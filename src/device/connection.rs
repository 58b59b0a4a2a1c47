use async_trait::async_trait;
use btleplug::api::{Central, CentralEvent, Characteristic, Manager as _, Peripheral as _, PeripheralProperties, ScanFilter, WriteType};
use btleplug::platform::{Adapter, Manager, Peripheral};
use futures::stream::BoxStream;
use futures::StreamExt;
use log::{debug, info, warn};
use tokio::time::{sleep, Duration, Instant};

use crate::device::constants::{BLINKY_SERVICE_UUID, SCAN_POLL_DELAY};
use crate::device::transport::{CharacteristicDescriptor, ServiceDescriptor, Transport, TransportEvent};
use crate::device::types::{ConnectOptions, ConnectionState, DeviceSelector};
use crate::error::DeviceError;

/// A Blinky found while scanning.
#[derive(Debug, Clone)]
pub struct FoundPeripheral {
    pub adapter: Adapter,
    pub peripheral: Peripheral,
    pub properties: PeripheralProperties,
}

impl FoundPeripheral {
    pub fn label(&self) -> String {
        format!(
            "{} {}",
            self.properties.address,
            self.properties.local_name.as_deref().unwrap_or("NONE"),
        )
    }
}

pub async fn start_scanning(manager: &Manager) -> Result<Vec<Adapter>, DeviceError> {
    let adapters = manager.adapters().await?;

    let filter = ScanFilter {
        services: vec![BLINKY_SERVICE_UUID],
    };

    for adapter in &adapters {
        info!("Scanning using adapter {}...", adapter.adapter_info().await.unwrap_or("UNKNOWN".to_string()));
        adapter.start_scan(filter.clone()).await?;
    }

    Ok(adapters)
}

pub async fn stop_scanning(adapters: &[Adapter]) {
    for adapter in adapters {
        if let Err(err) = adapter.stop_scan().await {
            warn!("Failed to stop scanning: {}", err);
        }
    }
}

pub async fn find_peripherals(adapters: &[Adapter]) -> Vec<FoundPeripheral> {
    let mut found = Vec::new();

    for adapter in adapters {
        let peripherals = match adapter.peripherals().await {
            Ok(v) => v,
            Err(err) => {
                warn!("Failed to query BLE adapter for peripherals: {}", err);
                continue;
            },
        };

        for peripheral in peripherals {
            match peripheral.properties().await {
                Err(err) => {
                    warn!("Could not query peripheral for properties: {:?}", err);
                },
                Ok(None) => {
                    debug!("Peripheral has no properties");
                },
                Ok(Some(properties)) => {
                    // Some environments ignore the filter, so make sure to check the service uuid again
                    if properties.services.contains(&BLINKY_SERVICE_UUID) {
                        found.push(FoundPeripheral { adapter: adapter.clone(), peripheral, properties });
                    }
                },
            }
        }
    }

    found
}

/// Scans until a Blinky matching `selector` shows up, or `scan_timeout` has passed.
pub async fn find_blinky(manager: &Manager, selector: &DeviceSelector, scan_timeout: Duration) -> Result<FoundPeripheral, DeviceError> {
    let adapters = start_scanning(manager).await?;
    let deadline = Instant::now() + scan_timeout;

    let result = loop {
        let found = find_peripherals(&adapters).await.into_iter().find(|found| {
            selector.matches(&found.properties.address, found.properties.local_name.as_deref())
        });

        if let Some(found) = found {
            info!(
                "Using peripheral {} {:?} {} {:?}",
                found.properties.address,
                found.properties.address_type,
                found.properties.local_name.as_deref().unwrap_or("NONE"),
                found.properties.services,
            );
            break Ok(found);
        }

        if Instant::now() >= deadline {
            break Err(DeviceError::NotFound);
        }

        debug!("No peripherals matched {}", selector);
        sleep(Duration::from_millis(SCAN_POLL_DELAY)).await;
    };

    stop_scanning(&adapters).await;
    result
}

/// Scans for `scan_timeout` and returns every Blinky seen, deduplicated by address.
pub async fn scan_blinkies(manager: &Manager, scan_timeout: Duration) -> Result<Vec<FoundPeripheral>, DeviceError> {
    let adapters = start_scanning(manager).await?;
    sleep(scan_timeout).await;

    let mut found = find_peripherals(&adapters).await;
    found.sort_by_key(|found| found.properties.address);
    found.dedup_by_key(|found| found.properties.address);

    stop_scanning(&adapters).await;
    Ok(found)
}

/// [`Transport`] backed by btleplug.
pub struct BtleTransport {
    adapter: Adapter,
    peripheral: Peripheral,
}

impl BtleTransport {
    pub fn new(adapter: Adapter, peripheral: Peripheral) -> Self {
        BtleTransport { adapter, peripheral }
    }
}

impl From<FoundPeripheral> for BtleTransport {
    fn from(found: FoundPeripheral) -> Self {
        BtleTransport::new(found.adapter, found.peripheral)
    }
}

#[async_trait]
impl Transport for BtleTransport {
    type Handle = Characteristic;

    async fn connect(&self, options: &ConnectOptions) -> Result<(), DeviceError> {
        if options.auto_connect {
            debug!("btleplug always connects directly, ignoring autoConnect");
        }

        if self.peripheral.is_connected().await? {
            return Ok(());
        }

        self.peripheral.connect().await?;
        Ok(())
    }

    async fn discover_services(&self) -> Result<Vec<ServiceDescriptor<Characteristic>>, DeviceError> {
        self.peripheral.discover_services().await?;

        let services = self.peripheral.services().into_iter().map(|service| {
            ServiceDescriptor {
                uuid: service.uuid,
                characteristics: service.characteristics.into_iter().map(|characteristic| {
                    CharacteristicDescriptor {
                        uuid: characteristic.uuid,
                        properties: characteristic.properties,
                        handle: characteristic,
                    }
                }).collect(),
            }
        }).collect();

        Ok(services)
    }

    async fn read(&self, characteristic: &Characteristic) -> Result<Vec<u8>, DeviceError> {
        Ok(self.peripheral.read(characteristic).await?)
    }

    async fn write(&self, characteristic: &Characteristic, value: &[u8]) -> Result<(), DeviceError> {
        self.peripheral.write(characteristic, value, WriteType::WithResponse).await?;
        Ok(())
    }

    async fn subscribe(&self, characteristic: &Characteristic) -> Result<BoxStream<'static, Vec<u8>>, DeviceError> {
        // obtain the stream first so that no notification sent right after subscribing is lost
        let notifications = self.peripheral.notifications().await?;
        info!("Subscribing to characteristic {:?} {:?}", characteristic.service_uuid, characteristic.uuid);
        self.peripheral.subscribe(characteristic).await?;

        let uuid = characteristic.uuid;
        let values = notifications.filter_map(move |notification| async move {
            if notification.uuid == uuid {
                Some(notification.value)
            } else {
                None
            }
        });

        Ok(values.boxed())
    }

    async fn disconnect(&self) -> Result<(), DeviceError> {
        self.peripheral.disconnect().await?;
        Ok(())
    }

    async fn events(&self) -> Result<BoxStream<'static, TransportEvent>, DeviceError> {
        let events = self.adapter.events().await?;
        let id = self.peripheral.id();

        let events = events.filter_map(move |event| {
            let result = match event {
                CentralEvent::DeviceDisconnected(disconnected) if disconnected == id => {
                    Some(TransportEvent::StateChanged(ConnectionState::Disconnected))
                },
                _ => None,
            };
            async move { result }
        });

        Ok(events.boxed())
    }
}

- Exercise prompt -
A complete answer reproduces every line of the records in which the word "info" occurs.

- Answer below -
use log::{debug, info, warn};
        info!("Scanning using adapter {}...", adapter.adapter_info().await.unwrap_or("UNKNOWN".to_string()));
            info!(
        info!("Subscribing to characteristic {:?} {:?}", characteristic.service_uuid, characteristic.uuid);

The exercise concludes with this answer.